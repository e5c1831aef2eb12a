//! Base Orch trait.

use async_trait::async_trait;

/// Base trait for orchestration modules.
///
/// Each module implements this trait to participate in the daemon's event
/// loop. The daemon calls `on_timer()` once per heartbeat and `do_task()`
/// whenever the module reports pending work.
///
/// # Lifecycle
///
/// 1. Construction: the module is created with its backend collaborators
/// 2. Registration: the module is handed to the daemon
/// 3. Event Loop: `on_timer()` and `do_task()` are called every heartbeat
/// 4. Shutdown: the module is dropped
///
/// # Thread Safety
///
/// Implementations must be `Send + Sync` so the daemon can run on a
/// multi-threaded runtime.
#[async_trait]
pub trait Orch: Send + Sync {
    /// Returns the name of this Orch (for logging and debugging).
    fn name(&self) -> &str;

    /// Processes pending work.
    ///
    /// Implementations should:
    /// 1. Drain their inbox
    /// 2. Admit sequenced events and run the resulting backend work
    /// 3. Apply outcomes and release the sequenced keys
    async fn do_task(&mut self);

    /// Returns the priority of this Orch (lower = higher priority).
    fn priority(&self) -> i32 {
        0
    }

    /// Returns true if this Orch has pending work.
    fn has_pending_tasks(&self) -> bool {
        false
    }

    /// Dumps pending tasks for debugging.
    fn dump_pending_tasks(&self) -> Vec<String> {
        vec![]
    }

    /// Called periodically by the daemon's timer.
    fn on_timer(&mut self) {
        // Default: no-op
    }
}

#[cfg(test)]
mod tests {
    use super::*;

    struct TestOrch {
        name: String,
        task_count: usize,
        ticks: usize,
    }

    #[async_trait]
    impl Orch for TestOrch {
        fn name(&self) -> &str {
            &self.name
        }

        async fn do_task(&mut self) {
            self.task_count += 1;
        }

        fn has_pending_tasks(&self) -> bool {
            self.task_count < 10
        }

        fn on_timer(&mut self) {
            self.ticks += 1;
        }
    }

    #[tokio::test]
    async fn test_orch_trait() {
        let mut orch = TestOrch {
            name: "test".to_string(),
            task_count: 0,
            ticks: 0,
        };

        assert_eq!(orch.name(), "test");
        assert_eq!(orch.priority(), 0);
        assert!(orch.has_pending_tasks());
        assert!(orch.dump_pending_tasks().is_empty());

        orch.on_timer();
        orch.do_task().await;
        assert_eq!(orch.task_count, 1);
        assert_eq!(orch.ticks, 1);
    }
}
impl DeviceLifecycleManager {
    pub fn new(
        capabilities: DriverCapabilities,
        identity: Arc<dyn IdentityApi>,
        compute: Arc<dyn ComputeApi>,
        network: Arc<dyn NetworkApi>,
    ) -> Self {
        Self {
            capabilities,
            identity,
            compute,
            network,
        }
    }

    /// Creates a manager using one backend for all three collaborators.
    pub fn with_backend<B>(capabilities: DriverCapabilities, backend: Arc<B>) -> Self
    where
        B: IdentityApi + ComputeApi + NetworkApi + 'static,
    {
        Self::new(capabilities, backend.clone(), backend.clone(), backend)
    }

    pub fn capabilities(&self) -> &DriverCapabilities {
        &self.capabilities
    }

    /// Returns the filters selecting devices a request may share.
    pub fn get_device_filters_for_sharing(&self, device_data: &DeviceData) -> DriverResult<DeviceFilters> {
        self.check_sharing("get_device_filters_for_sharing")?;
        Ok(DeviceFilters {
            tenant_id: device_data.tenant_id.clone(),
            service_vendor: device_data.service_vendor.clone(),
            status: DeviceStatus::Active,
        })
    }

    /// Interface slots a request needs on a shared device.
    pub fn required_interfaces(&self, device_data: &DeviceData) -> u32 {
        if device_data.has_classification(PortClassification::Consumer) {
            2
        } else {
            1
        }
    }

    /// Picks the first device, in input order, with room for the request.
    pub fn get_device_to_reuse<'a, I>(&self, devices: I, device_data: &DeviceData) -> DriverResult<Option<String>>
    where
        I: IntoIterator<Item = &'a NetworkFunctionDevice>,
    {
        self.check_sharing("get_device_to_reuse")?;
        let required = self.required_interfaces(device_data);
        let chosen = devices
            .into_iter()
            .find(|d| required <= d.free_interfaces())
            .map(|d| d.id.clone());

        match &chosen {
            Some(id) => debug!(device = %id, required, "Found device to reuse"),
            None => debug!(required, "No device with free interfaces"),
        }
        Ok(chosen)
    }

    /// Launches a new appliance.
    ///
    /// Returns `None` on any failure. Resources allocated before the failing
    /// step are released again.
    #[instrument(skip(self, device_data), fields(tenant = %device_data.tenant_id, vendor = %device_data.service_vendor))]
    pub fn create_device(&self, device_data: &DeviceData) -> Option<CreatedDevice> {
        if let Err(err) = self.check_compute_policy("create_device", device_data) {
            warn!(error = %err, "Refusing to create device");
            return None;
        }
        let token = match self.token(device_data) {
            Ok(token) => token,
            Err(err) => {
                warn!(error = %err, "Failed to get token");
                return None;
            }
        };

        let name = format!("{}-{}", device_data.service_vendor, Uuid::new_v4());
        let mgmt = match self.create_mgmt_interface(&token, device_data, &name) {
            Ok(mgmt) => mgmt,
            Err(err) => {
                warn!(error = %err, "Failed to create management interface");
                return None;
            }
        };

        match self.launch(&token, device_data, &name, &mgmt) {
            Ok((instance_id, attached)) => {
                info!(device = %instance_id, mgmt_ip = %mgmt.ip_address, interfaces = attached, "Device launched");
                Some(CreatedDevice {
                    id: instance_id,
                    name,
                    mgmt_ip_address: mgmt.ip_address,
                    mgmt_data_ports: vec![mgmt.port],
                    max_interfaces: self.capabilities.max_interfaces,
                    interfaces_in_use: attached,
                })
            }
            Err(err) => {
                warn!(error = %err, "Failed to launch device, rolling back management interface");
                if let Err(e) = self.delete_interface(&token, &device_data.tenant_id, &mgmt.port) {
                    warn!(port = %mgmt.port.id, error = %e, "Rollback of management interface failed");
                }
                None
            }
        }
    }

    /// Deletes the instance and every interface it owns.
    ///
    /// Never fails: each step swallows its own error and the outcome is
    /// recorded in the report.
    #[instrument(skip(self, device_data), fields(device = ?device_data.id))]
    pub fn delete_device(&self, device_data: &DeviceData) -> DeletionReport {
        let token = match self.token(device_data) {
            Ok(token) => token,
            Err(err) => {
                warn!(error = %err, "Failed to get token, nothing deleted");
                let failed = Cleanup::Failed(err.to_string());
                return DeletionReport {
                    instance: failed.clone(),
                    interfaces: device_data
                        .mgmt_data_ports
                        .iter()
                        .map(|p| (p.id.clone(), failed.clone()))
                        .collect(),
                };
            }
        };
        let tenant = device_data.tenant_id.as_str();

        let instance = match device_data.id.as_deref() {
            Some(id) => Cleanup::from_result(self.compute.delete_instance(&token, tenant, id)),
            None => Cleanup::AlreadyGone,
        };
        if let Cleanup::Failed(e) = &instance {
            warn!(error = %e, "Failed to delete instance");
        }

        let interfaces = device_data
            .mgmt_data_ports
            .iter()
            .map(|port| {
                let cleanup = Cleanup::from_result(self.delete_interface(&token, tenant, port));
                if let Cleanup::Failed(e) = &cleanup {
                    warn!(port = %port.id, error = %e, "Failed to delete interface");
                }
                (port.id.clone(), cleanup)
            })
            .collect();

        DeletionReport { instance, interfaces }
    }

    /// Attaches `device_data.ports` to the running device, in order.
    ///
    /// Returns false on the first failed attach; ports attached before it
    /// stay attached.
    #[instrument(skip(self, device_data), fields(device = ?device_data.id))]
    pub fn plug_interfaces(&self, device_data: &DeviceData) -> DriverResult<bool> {
        self.check_hotplug("plug_interfaces", device_data)?;
        let instance_id = Self::instance_id(device_data)?;
        let token = match self.token(device_data) {
            Ok(token) => token,
            Err(err) => {
                warn!(error = %err, "Failed to get token");
                return Ok(false);
            }
        };
        let tenant = device_data.tenant_id.as_str();

        for port in &device_data.ports {
            let result = self
                .resolve_port_id(&token, tenant, port)
                .and_then(|port_id| self.compute.attach_interface(&token, tenant, instance_id, &port_id));
            if let Err(err) = result {
                warn!(port = %port.id, error = %err, "Failed to attach interface");
                return Ok(false);
            }
        }
        Ok(true)
    }

    /// Detaches `device_data.ports` from the running device, in order.
    #[instrument(skip(self, device_data), fields(device = ?device_data.id))]
    pub fn unplug_interfaces(&self, device_data: &DeviceData) -> DriverResult<bool> {
        self.check_hotplug("unplug_interfaces", device_data)?;
        let instance_id = Self::instance_id(device_data)?;
        let token = match self.token(device_data) {
            Ok(token) => token,
            Err(err) => {
                warn!(error = %err, "Failed to get token");
                return Ok(false);
            }
        };
        let tenant = device_data.tenant_id.as_str();

        for port in &device_data.ports {
            let result = self
                .resolve_port_id(&token, tenant, port)
                .and_then(|port_id| self.compute.detach_interface(&token, tenant, instance_id, &port_id));
            if let Err(err) = result {
                warn!(port = %port.id, error = %err, "Failed to detach interface");
                return Ok(false);
            }
        }
        Ok(true)
    }

    /// Returns true only if the backend reports the instance ACTIVE.
    pub fn is_device_up(&self, device_data: &DeviceData) -> DriverResult<bool> {
        self.check_compute_policy("is_device_up", device_data)?;
        let instance_id = Self::instance_id(device_data)?;

        let status = self
            .token(device_data)
            .and_then(|token| self.compute.get_instance(&token, &device_data.tenant_id, instance_id));
        match status {
            Ok(instance) => {
                debug!(device = %instance_id, status = %instance.status, "Device status");
                Ok(instance.status == INSTANCE_STATUS_ACTIVE)
            }
            Err(err) => {
                debug!(device = %instance_id, error = %err, "Device status query failed");
                Ok(false)
            }
        }
    }

    fn check_sharing(&self, operation: &str) -> DriverResult<()> {
        if self.capabilities.supports_device_sharing {
            Ok(())
        } else {
            Err(DeviceDriverError::capability(operation, "device sharing is not supported"))
        }
    }

    fn check_compute_policy(&self, operation: &str, device_data: &DeviceData) -> DriverResult<()> {
        if device_data.compute_policy == self.capabilities.compute_policy {
            Ok(())
        } else {
            Err(DeviceDriverError::capability(
                operation,
                format!("compute policy {} is not supported", device_data.compute_policy),
            ))
        }
    }

    fn check_hotplug(&self, operation: &str, device_data: &DeviceData) -> DriverResult<()> {
        if !self.capabilities.supports_hotplug {
            return Err(DeviceDriverError::capability(operation, "interface hot-plug is not supported"));
        }
        self.check_compute_policy(operation, device_data)
    }

    fn instance_id(device_data: &DeviceData) -> DriverResult<&str> {
        device_data
            .id
            .as_deref()
            .ok_or_else(|| DeviceDriverError::InvalidRequest("device id missing".to_string()))
    }

    fn token(&self, device_data: &DeviceData) -> BackendResult<String> {
        match &device_data.token {
            Some(token) => Ok(token.clone()),
            None => self.identity.get_admin_token(),
        }
    }

    /// Returns the port id the compute backend knows `port` by.
    fn resolve_port_id(&self, token: &str, tenant_id: &str, port: &Port) -> BackendResult<String> {
        match port.policy {
            NetworkPolicy::Neutron => Ok(port.id.clone()),
            NetworkPolicy::Gbp => self
                .network
                .get_policy_target(token, tenant_id, &port.id)
                .map(|pt| pt.port_id),
        }
    }

    fn delete_interface(&self, token: &str, tenant_id: &str, port: &Port) -> BackendResult<()> {
        match port.policy {
            NetworkPolicy::Neutron => self.network.delete_port(token, tenant_id, &port.id),
            NetworkPolicy::Gbp => self.network.delete_policy_target(token, tenant_id, &port.id),
        }
    }

    fn create_mgmt_interface(&self, token: &str, device_data: &DeviceData, name: &str) -> BackendResult<MgmtInterface> {
        let tenant = device_data.tenant_id.as_str();
        let network_id = device_data.management_network_info.id.as_str();
        let mgmt_name = format!("mgmt-{}", name);

        let (port, port_id) = match device_data.network_policy {
            NetworkPolicy::Neutron => {
                let created = self.network.create_port(token, tenant, network_id, &mgmt_name)?;
                let port =
                    Port::new(created.id.clone(), PortClassification::Mgmt, NetworkPolicy::Neutron).with_position(0);
                (port, created.id)
            }
            NetworkPolicy::Gbp => {
                let target = self.network.create_policy_target(token, tenant, network_id, &mgmt_name)?;
                let port = Port::new(target.id, PortClassification::Mgmt, NetworkPolicy::Gbp).with_position(0);
                (port, target.port_id)
            }
        };

        let ip_address = self.network.get_port(token, tenant, &port_id).and_then(|info| {
            info.primary_ip()
                .map(str::to_string)
                .ok_or_else(|| BackendError::failed("get_port", format!("port {} has no fixed IP", port_id)))
        });
        match ip_address {
            Ok(ip_address) => Ok(MgmtInterface {
                port,
                port_id,
                ip_address,
            }),
            Err(err) => {
                if let Err(e) = self.delete_interface(token, tenant, &port) {
                    warn!(port = %port.id, error = %e, "Failed to clean up management interface");
                }
                Err(err)
            }
        }
    }

    /// Launches the instance. Returns its id and the number of attached
    /// interfaces.
    fn launch(
        &self,
        token: &str,
        device_data: &DeviceData,
        name: &str,
        mgmt: &MgmtInterface,
    ) -> BackendResult<(String, u32)> {
        let tenant = device_data.tenant_id.as_str();
        let mut port_ids = vec![mgmt.port_id.clone()];

        if !self.capabilities.supports_hotplug {
            let data_ports = device_data
                .ports_of(PortClassification::Provider)
                .chain(device_data.ports_of(PortClassification::Consumer));
            for port in data_ports {
                port_ids.push(self.resolve_port_id(token, tenant, port)?);
            }
        }

        if port_ids.len() > self.capabilities.max_interfaces as usize {
            return Err(BackendError::failed(
                "create_instance",
                format!(
                    "{} interfaces exceed the limit of {}",
                    port_ids.len(),
                    self.capabilities.max_interfaces
                ),
            ));
        }

        let interfaces: Vec<InstanceInterface> = port_ids
            .into_iter()
            .zip(0u32..)
            .map(|(port_id, position)| InstanceInterface { port_id, position })
            .collect();

        let image_id = self
            .compute
            .get_image_id(token, tenant, &device_data.service_vendor)?;
        let instance_id = self.compute.create_instance(
            token,
            tenant,
            &image_id,
            &self.capabilities.flavor,
            &interfaces,
            name,
        )?;
        Ok((instance_id, interfaces.len() as u32))
    }
}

- ASSIGNMENT -
Indicate how many lines in the records above contain the word "Neutron", giving only the number.

- WRITTEN ANSWER -
4